FR 2021-03244

The document under review is an important regulatory notice from the Food and Drug Administration (FDA) concerning expedited programs for developing drugs and biologics intended to treat serious and life-threatening conditions. These programs, such as the fast track and breakthrough therapy designations, are critical because they aim to accelerate the availability of new treatments to patients who need them the most.

General Summary of the Document

The FDA has submitted a request to the Office of Management and Budget (OMB) for review and clearance of a proposed collection of information under the Paperwork Reduction Act of 1995. This proposal is linked to the guidance provided for industry stakeholders engaged in developing therapies for serious conditions. The document outlines the FDA's expedited programs, detailing the processes and prerequisites for obtaining different designations like fast track, breakthrough therapy, accelerated approval, and priority review.

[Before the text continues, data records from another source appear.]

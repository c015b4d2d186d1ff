use std::{fmt, mem, ptr, slice};

use snafu::prelude::*;

use super::{
    mailbox::{Mailbox, PropertyTransport},
    mapping::MemMapping,
    regs::dma::ControlBlock,
};
use crate::errors::{
    AllocateSnafu, DmaError, ExhaustedSnafu, LockSnafu, MailboxError, MapSnafu, NullBusAddressSnafu,
    ReleaseSnafu, StatusSnafu, UnlockSnafu, UnmapSnafu,
};

/// Bytes reserved at the start of every buffer for the DMA control block.
pub const CONTROL_BLOCK_BYTES: usize = mem::size_of::<ControlBlock>();

// The bus address of SDRAM carries the cache alias in its two top bits.
const BUS_ALIAS_MASK: u32 = 0xc000_0000;

/// Converts a VideoCore bus address into an ARM physical address.
pub fn bus_to_phys(bus_address: u32) -> u32 {
    bus_address & !BUS_ALIAS_MASK
}

/// Physically contiguous, uncached memory shared with the GPU's DMA engine.
///
/// The buffer starts with a DMA control block, followed by the payload words.
/// It must be given back with [`release`](DmaBuffer::release); dropping it
/// only unmaps it and leaks the GPU allocation.
pub struct DmaBuffer {
    handle: u32,
    bus_address: u32,
    mapping: Option<MemMapping>,
}

impl fmt::Debug for DmaBuffer {
    fn fmt(&self, f: &mut fmt::Formatter<'_>) -> fmt::Result {
        f.debug_struct("DmaBuffer")
            .field("handle", &self.handle)
            .field("bus_address", &format_args!("{:#010x}", self.bus_address))
            .field("len", &self.len())
            .finish()
    }
}

impl DmaBuffer {
    /// Allocates, locks and maps `size` bytes of GPU memory.
    ///
    /// On failure, everything acquired so far is given back.
    pub fn allocate<T: PropertyTransport>(
        mailbox: &mut Mailbox<T>,
        size: usize,
        alignment: u32,
        flags: u32,
    ) -> Result<Self, DmaError> {
        let handle = mailbox
            .mem_alloc(size as u32, alignment, flags)
            .context(AllocateSnafu { size })?;
        ensure!(handle != 0, ExhaustedSnafu { size });

        let bus_address = match mailbox.mem_lock(handle) {
            Ok(0) => {
                discard_handle(mailbox, handle, false);
                return NullBusAddressSnafu { handle }.fail();
            }
            Ok(bus_address) => bus_address,
            Err(e) => {
                discard_handle(mailbox, handle, false);
                return Err(e).context(LockSnafu { handle });
            }
        };

        let address = bus_to_phys(bus_address);
        let mapping = match MemMapping::map(address, size) {
            Ok(mapping) => mapping,
            Err(e) => {
                discard_handle(mailbox, handle, true);
                return Err(e).context(MapSnafu { address, size });
            }
        };

        log::debug!(
            "Allocated {} bytes of DMA memory: handle {}, bus {:#010x}, phys {:#010x}",
            size,
            handle,
            bus_address,
            address
        );

        Ok(Self {
            handle,
            bus_address,
            mapping: Some(mapping),
        })
    }

    /// Unmaps, unlocks and frees the buffer.
    ///
    /// All three steps are attempted; the first failure is returned.
    pub fn release<T: PropertyTransport>(mut self, mailbox: &mut Mailbox<T>) -> Result<(), DmaError> {
        let handle = self.handle;

        let unmapped = match self.mapping.take() {
            Some(mapping) => mapping.unmap().context(UnmapSnafu),
            None => Ok(()),
        };
        let unlocked = mailbox
            .mem_unlock(handle)
            .and_then(|status| check_status(handle, status))
            .context(UnlockSnafu { handle });
        let freed = mailbox
            .mem_free(handle)
            .and_then(|status| check_status(handle, status))
            .context(ReleaseSnafu { handle });

        log::debug!("Released DMA memory handle {}", handle);

        first_error([unmapped, unlocked, freed])
    }

    /// Size of the payload in bytes.
    pub fn len(&self) -> usize {
        self.mapping
            .as_ref()
            .map_or(0, |m| m.len().saturating_sub(CONTROL_BLOCK_BYTES))
    }

    /// Whether the payload is empty.
    pub fn is_empty(&self) -> bool {
        self.len() == 0
    }

    /// The GPU memory handle.
    pub fn handle(&self) -> u32 {
        self.handle
    }

    /// Bus address of the buffer (and its control block), as the DMA engine sees it.
    pub fn bus_address(&self) -> u32 {
        self.bus_address
    }

    /// ARM physical address of the buffer.
    pub fn physical_address(&self) -> u32 {
        bus_to_phys(self.bus_address)
    }

    /// Bus address of the first payload word.
    pub fn payload_bus_address(&self) -> u32 {
        self.bus_address + CONTROL_BLOCK_BYTES as u32
    }

    fn payload_ptr(&self) -> *mut u32 {
        match &self.mapping {
            // SAFETY: the mapping is at least CONTROL_BLOCK_BYTES long, see `len`.
            Some(m) if m.len() >= CONTROL_BLOCK_BYTES => unsafe {
                m.as_ptr().add(CONTROL_BLOCK_BYTES).cast()
            },
            _ => ptr::NonNull::dangling().as_ptr(),
        }
    }

    /// The payload as words.
    pub fn words(&self) -> &[u32] {
        // SAFETY: the payload is mapped, word aligned and owned by self.
        unsafe { slice::from_raw_parts(self.payload_ptr(), self.len() / 4) }
    }

    /// The payload as mutable words.
    pub fn words_mut(&mut self) -> &mut [u32] {
        // SAFETY: as in `words`; `&mut self` guarantees exclusivity.
        unsafe { slice::from_raw_parts_mut(self.payload_ptr(), self.len() / 4) }
    }

    /// Stores the control block at the start of the buffer.
    pub(crate) fn write_control_block(&mut self, control_block: ControlBlock) {
        if let Some(mapping) = &self.mapping {
            // SAFETY: mappings start page aligned and hold at least one control block.
            unsafe { ptr::write_volatile(mapping.as_ptr().cast::<ControlBlock>(), control_block) };
        }
    }
}

impl Drop for DmaBuffer {
    fn drop(&mut self) {
        if self.mapping.is_some() {
            log::warn!(
                "DMA buffer (handle {}) dropped without release; GPU memory leaked",
                self.handle
            );
        }
    }
}

fn check_status(handle: u32, status: u32) -> Result<(), MailboxError> {
    ensure!(status == 0, StatusSnafu { handle, status });
    Ok(())
}

fn discard_handle<T: PropertyTransport>(mailbox: &mut Mailbox<T>, handle: u32, locked: bool) {
    if locked {
        if let Err(e) = mailbox
            .mem_unlock(handle)
            .and_then(|status| check_status(handle, status))
        {
            log::warn!("Couldn't unlock GPU memory handle {} during cleanup: {}", handle, e);
        }
    }
    if let Err(e) = mailbox
        .mem_free(handle)
        .and_then(|status| check_status(handle, status))
    {
        log::warn!("Couldn't free GPU memory handle {} during cleanup: {}", handle, e);
    }
}

fn first_error<const N: usize>(results: [Result<(), DmaError>; N]) -> Result<(), DmaError> {
    let mut first = None;
    for result in results {
        if let Err(e) = result {
            if first.is_none() {
                first = Some(e);
            } else {
                log::warn!("Additional error while releasing DMA memory: {}", e);
            }
        }
    }
    first.map_or(Ok(()), Err)
}
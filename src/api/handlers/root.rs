use axum::response::IntoResponse;

use crate::APP_USER_AGENT;

// axum handler for root
pub async fn root() -> impl IntoResponse {
    format!("{APP_USER_AGENT}\n")
}
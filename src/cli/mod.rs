pub mod actions;
pub mod commands;
pub mod dispatch;
pub mod telemetry;

mod start;
pub use self::start::start;
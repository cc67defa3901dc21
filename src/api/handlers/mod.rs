//! Route handlers and shared request validation.

pub mod health;
pub mod otp;
pub mod root;
pub mod smtp;
pub mod types;

use regex::Regex;

/// Basic `local@domain.tld` shape check applied before issuing a code.
pub fn valid_email(email: &str) -> bool {
    Regex::new(r"^[^@\s]+@[^@\s]+\.[^@\s]+$").is_ok_and(|re| re.is_match(email))
}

Currently, the FDA is inviting public comments, with a submission deadline of March 22, 2021. The document also provides estimates of the effort required from stakeholders in terms of time investment to prepare documentation for the requests under these expedited programs.

Significant Issues or Concerns

One of the notable concerns in the document is the use of technical jargon without offering clear and accessible definitions. Terms like "fast track designation" and "regenerative advanced therapies" may not be easily understood by those unfamiliar with FDA processes. This could potentially alienate a portion of the interested but non-expert audience.

Moreover, the document estimates an average of 30 to 100 hours for preparing various designation requests but does not provide detailed justification for these estimates. This lack of clarity may lead to questions regarding the accuracy and fairness of the stated burden.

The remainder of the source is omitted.